Architecture overview¶
This page is the whole-system map of Parsimony Agents for contributors and integrators. It explains how the four moving parts fit together — the iterate-until-terminate loop, the code-execution kernel, content-addressed artifact identity, and the failure/recovery spine — and where each lives in the package tree.
If you just want to run the agent, start with the Quickstart. If you want a narrative of one turn through the loop, read How it works. This page is the structural reference the other concept pages hang off of.
The four pillars (loop, execution, artifacts, failure spine)¶
Every run flows through four subsystems, each owned by a distinct part of the package:
| Pillar | What it does | Lives in |
|---|---|---|
| The loop | Drives one run end-to-end: render state, call the LLM once, dispatch tools, repeat until a termination tool or a hard failure sets state.done. |
parsimony_agents/agent/loop.py (run_loop) |
| Code execution | Runs the agent's Python in a stateful kernel namespace, captures typed outputs, attributes variable lineage. | parsimony_agents/execution/ (BaseCodeExecutor, CodeExecutor, OutputFactory) |
| Artifact identity | Gives every notebook/dataset/chart/report/data_object two stable IDs (logical_id + content_sha) and a uniform on-disk layout. |
parsimony_agents/identity.py |
| Failure spine | Classifies every failure into a closed FailureKind, funnels it through a RecoveryPolicy, and turns it into an instruction, a suspension, or a handoff. |
parsimony_agents/agent/failure/ (handle_failure, RecoveryPolicy) |
The design rule that ties them together is documented at the top of
loop.py: one LLM chokepoint, one failure funnel, one pure renderer, three
detector phases, explicit termination. No scattered checks; every exit is
deliberate.
The user-facing surface is the Agent class
(parsimony_agents/agent/agent.py), re-exported from the top-level package:
Agent.run is a thin shim — it builds a RunState, constructs a
WorkspaceRunHooks object, and delegates to run_loop. The loop itself knows
nothing about workspaces, charts, or HTTP; it reads a minimal AgentLike
protocol and discovers optional behaviour through hooks.

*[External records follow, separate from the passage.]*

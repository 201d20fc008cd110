//! Conversions between limner_core types and tiny-skia types

use limner_core::{Affine2D, Color, Rect};

/// Convert an Affine2D to a tiny-skia transform
pub fn to_skia_transform(transform: &Affine2D) -> tiny_skia::Transform {
    let [a, b, c, d, e, f] = transform.elements;
    tiny_skia::Transform::from_row(a, b, c, d, e, f)
}

/// Convert a tiny-skia transform to an Affine2D
pub fn from_skia_transform(transform: &tiny_skia::Transform) -> Affine2D {
    Affine2D::new(
        transform.sx,
        transform.ky,
        transform.kx,
        transform.sy,
        transform.tx,
        transform.ty,
    )
}

/// Convert a Rect to a tiny-skia rect
///
/// Returns `None` for empty or non-finite rects. tiny-skia itself accepts
/// a zero width or height.
pub fn to_skia_rect(rect: &Rect) -> Option<tiny_skia::Rect> {
    if !(rect.width() > 0.0 && rect.height() > 0.0) {
        return None;
    }
    tiny_skia::Rect::from_xywh(rect.x(), rect.y(), rect.width(), rect.height())
}

/// Convert a tiny-skia rect to a Rect
pub fn from_skia_rect(rect: &tiny_skia::Rect) -> Rect {
    Rect::new(rect.x(), rect.y(), rect.width(), rect.height())
}

/// Convert a Color to a tiny-skia color
pub fn to_skia_color(color: &Color) -> tiny_skia::Color {
    let [r, g, b, a] = color.to_rgba8();
    tiny_skia::Color::from_rgba8(r, g, b, a)
}

#[cfg(test)]
mod tests {
    use super::*;

    #[test]
    fn test_transform_component_order() {
        let t = Affine2D::new(1.0, 2.0, 3.0, 4.0, 5.0, 6.0);
        let skia = to_skia_transform(&t);
        assert_eq!((skia.sx, skia.ky, skia.kx, skia.sy), (1.0, 2.0, 3.0, 4.0));
        assert_eq!((skia.tx, skia.ty), (5.0, 6.0));
        assert_eq!(from_skia_transform(&skia), t);
    }

    #[test]
    fn test_empty_rect_has_no_skia_equivalent() {
        assert!(to_skia_rect(&Rect::ZERO).is_none());
        assert!(to_skia_rect(&Rect::new(1.0, 1.0, 0.0, 5.0)).is_none());
        assert!(to_skia_rect(&Rect::new(1.0, 1.0, 5.0, -2.0)).is_none());
        let r = Rect::new(1.0, 2.0, 3.0, 4.0);
        assert_eq!(from_skia_rect(&to_skia_rect(&r).unwrap()), r);
    }
}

The agent loop: pre_step / post_llm / post_tool detector phases¶
run_loop(agent, state, *, cancellation=None) is an async generator that yields
AgentEvent instances. It runs while not state.done, and each iteration
passes through three detector phases:
pre_step— runs before the LLM call. Budget/stall/loop guards (iteration_limit,time_limit, stall). AFailurehere routes straight throughhandle_failureand the iterationcontinues.post_llm— runs on the raw LLM response. Output-quality guards (loop_detected,output_truncated). The assistant turn is appended to the transcript in both branches (recovery must see what the model said), then a failure routes through the funnel.post_tool— runs on each tool result. A structured failure inside a tool result routes through the funnel.
Between the phases sit the fixed steps: render the messages, call the LLM once
through the chokepoint, append the assistant message, and dispatch tools. A
text-only response (no tool calls) is not a valid end-of-run — it produces a
Failure(kind=FailureKind.no_progress) and goes through recovery. The run ends
only when a termination tool (return_done, return_unable, ask_user) or a
hard failure sets state.done.
The library-caller entry point is Agent.run (an async generator). The simple
collected form is Agent.ask (a coroutine returning AgentResult):
import asyncio
from parsimony_agents import Agent
from parsimony_agents.agent.events import TextDelta, ToolEvent, AgentError
async def main() -> None:
agent = Agent(model="claude-sonnet-4-6")
async for event in agent.run("Analyze this dataset"):
if isinstance(event, TextDelta):
print(event.content, end="", flush=True)
elif isinstance(event, ToolEvent) and event.completed:
print(f"\n[tool {event.tool_name} done]")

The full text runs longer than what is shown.